Crystal Palace Marvel
The Eiffel Tower, Seattle’s Space Needle and the Atomium in Brussels – these instantly recognisable landmarks are must-see iconic attractions. Whilst original and daring in style, they also have something else in common - they are all architectural structures specifically designed for the Expo World Trade Fairs and maps relating to the first World’s Fair can be found within the British Library’s collections.
It all started nearly 170 years ago when The Great Exhibition of the Works of Industry of All Nations, was opened in London on 1 May 1851 by Queen Victoria. And what a spectacle it was! In the months following the grand opening ceremony over six million visitors marvelled over the spectacular show. The exhibition was housed in a gigantic glass and cast iron structure constructed to Sir Joseph Paxton’s design. The largest covered glass structure built at the time it was quickly dubbed the Crystal Palace and immediately became one of London’s major landmarks featuring in numerous maps and plans.
Map of London with view of the Crystal Palace in Hyde Park inserted within the title panel as a central feature. Maps Crace Port. 7.263
The idea of organising an international event to celebrate the achievements of modern industrial technology received wide support from prominent patrons including Prince Albert (Queen Victoria’s husband) who was appointed as President of the Royal Commission for the Exhibition of 1851 specifically formed to manage the preparations. The Commission chose Hyde Park in central London as a suitable site for the exhibition.

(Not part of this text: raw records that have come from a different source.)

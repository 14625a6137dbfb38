use clap::Parser;
use speech_relay_rs::config::ServiceConfig;
use speech_relay_rs::server;

fn main() -> anyhow::Result<()> {
    let config = ServiceConfig::parse();
    server::init_logging(config.log_level_filter());

    actix_web::rt::System::new().block_on(server::run(config))
}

Map showing the land in central London purchased for the Exhibition. Maps Crace Port. 10.15
The event was recognised as an opportunity to showcase Britain’s industrialisation and modern technological advancements to an international audience. The exhibition’s building was actually one of the most spectacular exhibits. Paxton’s ingenious design used prefabricated components of glass and cast iron which were assembled on site. It not only met the criteria for a temporary, simple and inexpensive building but by taking advantage of natural light it also cut down the cost of maintenance. It offered incredible flexibility and even incorporated parkland features within. Rather than cutting them down Paxton enclosed all the full grown trees from the allotted land and made them the main feature of the central exhibition hall highlighting the enormous dimensions of the building. The hall also featured a stunning eight meter tall crystal fountain. Total floor space covered an area of nearly 13 football pitches (ca. 990,000 ft2 or 92,000 m2) with exhibition spaces on the ground floor and galleries providing over ten miles of display capacity.
Souvenir illustrated guide map showing the Crystal Palace location in Hyde Park in relation to other London landmarks. Maps Crace Port. 7.267
The exhibits included a wide variety of scientific and technological innovations as well as cultural objects. Over 100,000 items from every corner of the world were on display including Johnston’s Geological and Physical Globe, the first physical globe which won awards for the content and the stand (whose carved figures represented the four continents). Among the exhibits there were hydraulic presses, steam engines, microscopes, barometers, stuffed animals, French tapestries and furniture, even the priceless Koh-i-Noor diamond sent from India.
The Crystal Palace Game. By S. Evans. London, [1855?] Educational game published to commemorate the reopening of the Crystal Palace on its new site. Maps 28.bb.7
The Great Exhibition was incredibly successful and made a profit way above expectations. This enabled the Commission to acquire land in South Kensington and aided the establishment of the world renowned London museums.
After the closing of the Exhibition in October 1851 the structure was dismantled and rebuilt in an enlarged form on a site in south London. The reconstruction was documented by a photographer Philip Henry Delamotte, his work provides a glimpse to what the Crystal Palace looked like.
Photograph of the Crystal Palace by Philip Henry Delamotte. 1855. Tab.442.a.5
The Crystal Palace soon became a hub for cultural events, exhibitions and concerts. The venue was seen as a place of culture and learning, it contained series of themed courts on the history of fine art, and the surrounding grounds even featured life-sized sculptures of dinosaurs and extinct animals by Benjamin Waterhouse Hawkins. The residential area surrounding the new site was renamed Crystal Palace and two railway stations serving the site were opened.
Detail showing layout on the new site in Sydenham with carefully designed grounds and the Crystal Palace railway station. Ordnance Plan of the Crystal Palace and its Environs, Southampton, 1864. Maps 5380.(4.)
The Crystal Palace was destroyed by fire on 30 November 1936 and never rebuilt, nevertheless the Paxton’s design established an architectural style employed in later international fairs and exhibitions and started a long history of World Fairs.